A Ventilator For All?

By the Reverend Canon Paul Allton

The Corona Virus pandemic has forced us all into some kind of isolation, with Christians in Britain experiencing the closure of churches (even to clergy) and protection from potentially germ-carrying books within them even including the Bible! Thus we find ourselves as Christians forced back on the God-given resources we have and facing the question – what resources do we actually have to help us through this time?

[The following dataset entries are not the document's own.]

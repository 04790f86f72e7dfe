//! Node state persisted as a single file on local disk.
#![warn(missing_docs)]
#![warn(clippy::all)]
#![warn(clippy::pedantic)]
#![warn(clippy::nursery)]

mod error;

pub use error::Error;

use std::ffi::OsString;
use std::io;
use std::path::{Path, PathBuf};

use async_trait::async_trait;
use galera_node_state::{NodeRole, NodeStateStore, PersistedState};
use tokio::fs;
use tokio::io::AsyncWriteExt;
use tracing::{debug, warn};

/// Node state stored in one file, replaced atomically on every save.
///
/// A save writes the full record to a sibling temporary file, syncs it,
/// renames it over the record and finally syncs the parent directory. A
/// crash before the rename leaves the previous record untouched; a stale
/// temporary file is simply overwritten by the next save.
#[derive(Clone, Debug)]
pub struct FsNodeStateStore {
    path: PathBuf,
}

impl FsNodeStateStore {
    /// Creates a store backed by the file at `path`.
    pub fn new(path: impl Into<PathBuf>) -> Self {
        Self { path: path.into() }
    }

    /// Returns the path of the state record.
    #[must_use]
    pub fn path(&self) -> &Path {
        &self.path
    }

    /// Returns the path of the temporary file used while saving.
    #[must_use]
    pub fn temp_path(&self) -> PathBuf {
        let mut name = self
            .path
            .file_name()
            .map_or_else(|| OsString::from("state"), ToOwned::to_owned);
        name.push(".tmp");
        self.path.with_file_name(name)
    }

    async fn sync_parent(&self) {
        let Some(parent) = self.path.parent() else {
            return;
        };
        let parent = if parent.as_os_str().is_empty() {
            Path::new(".")
        } else {
            parent
        };

        // Some filesystems refuse fsync on directories; the rename itself
        // has already happened at this point.
        match fs::File::open(parent).await {
            Ok(dir) => {
                if let Err(e) = dir.sync_all().await {
                    warn!("failed to sync state directory {}: {e}", parent.display());
                }
            }
            Err(e) => warn!("failed to open state directory {}: {e}", parent.display()),
        }
    }
}

#[async_trait]
impl NodeStateStore for FsNodeStateStore {
    type Error = Error;

    async fn load_state(&self) -> Result<Option<PersistedState>, Self::Error> {
        match fs::read(&self.path).await {
            Ok(bytes) => Ok(Some(PersistedState::decode(&bytes)?)),
            Err(ref e) if e.kind() == io::ErrorKind::NotFound => Ok(None),
            Err(e) => Err(Error::Io("error reading state file", e)),
        }
    }

    async fn save(&self, role: NodeRole) -> Result<(), Self::Error> {
        let bytes = PersistedState::new(role).encode()?;

        if let Some(parent) = self.path.parent() {
            if !parent.as_os_str().is_empty() {
                fs::create_dir_all(parent)
                    .await
                    .map_err(|e| Error::Io("error creating state directory", e))?;
            }
        }

        let temp_path = self.temp_path();
        let mut file = fs::File::create(&temp_path)
            .await
            .map_err(|e| Error::Io("error creating temporary state file", e))?;
        file.write_all(&bytes)
            .await
            .map_err(|e| Error::Io("error writing temporary state file", e))?;
        file.sync_all()
            .await
            .map_err(|e| Error::Io("error syncing temporary state file", e))?;
        drop(file);

        fs::rename(&temp_path, &self.path)
            .await
            .map_err(|e| Error::Io("error replacing state file", e))?;

        self.sync_parent().await;

        debug!(%role, path = %self.path.display(), "saved node state");

        Ok(())
    }
}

Let’s imagine it is far worse for us than it is – something even worse than the isolation thrust upon Orthodox Christians under Soviet rule! No churches open, no clergy to take services or to offer pastoral encouragement, no Bibles, no other religious books, no contact with fellow Christians, no religious pictures, no security as friends “disappear”, informers amongst friends and even family! Just hostility ranging from downright acts of persecution including murder to social ribaldry and scorn with holy icons being put up to ridicule in state museums.

Throughout the Soviet years and through persecution in many places in our own world today, Christians have had one activity which could not easily be taken away from them and which could exist in the privacy of their own homes and in their own hearts. It is an activity that exists today and does not need to be “streamed” or to benefit from any of the modern technologies that are available these days. It is the life of prayer that exists in the hearts of us all and is available for all to use. It is a ventilator we all have and there is no shortage!

In Soviet days Orthodox Christians in Russia clung to one prayer in particular – the Jesus Prayer which had been honed for centuries in the great monasteries and which had been extensively used by lay Christians since the eighteenth century. It is a prayer that developed from the very early prayer “Lord, have mercy” and that was filled with such meaning that it says everything about God and everything about humanity. The prayer goes thus : “Lord Jesus Christ, Son of God, have mercy on me, a sinner”. It is often called the prayer of the heart and in the monasteries it was repeated time after time after time with the aim of being the prayer that answered St. Paul’s exhortation to the Thessalonians ( 1 Thessalonians 5. 17) to “pray without ceasing”. Later the prayer became a mantra – the first half prayed on an intake of deep breath and the second half on the expiration of breath. Thus the whole of Christ was taken into our deepest being on the in breath and then our sinfulness was taken away in the out breath. And as it is repeated time after time after time it forms a protection against sinful thoughts, a barrier against distraction, an inspiration to holy living, filling our whole being with the presence of the whole Christ who saves us and inspires us.

If this coronavirus pandemic teaches us anything it will be the supreme importance of being able to breathe! We have always known this but throughout our lives we have taken it for granted. But the pandemic reminds us powerfully that breathing is the very heart of our being and this is what the rush for ventilators is all about – keeping going that fundamental human activity of breathing without which we die physically. The Jesus Prayer gives us a spiritual ventilator that keeps us breathing spiritually with the in and out of our breathing being matched by the in and out that is the very movement of this simple prayer. We may be experiencing social distancing or isolation, but we do have the resource of prayer to be with us throughout. The Jesus Prayer, as it is prayed time after time after time can bring our heart to beat in accordance with the basic movement of our bodies. Why not use just half an hour a day to pray the Jesus Prayer time after time after time and discover a resource that can carry us through these days and enrich our lives when they are over? Lord Jesus Christ, Son of God, have mercy upon me, a sinner” – an inner ventilator for us all.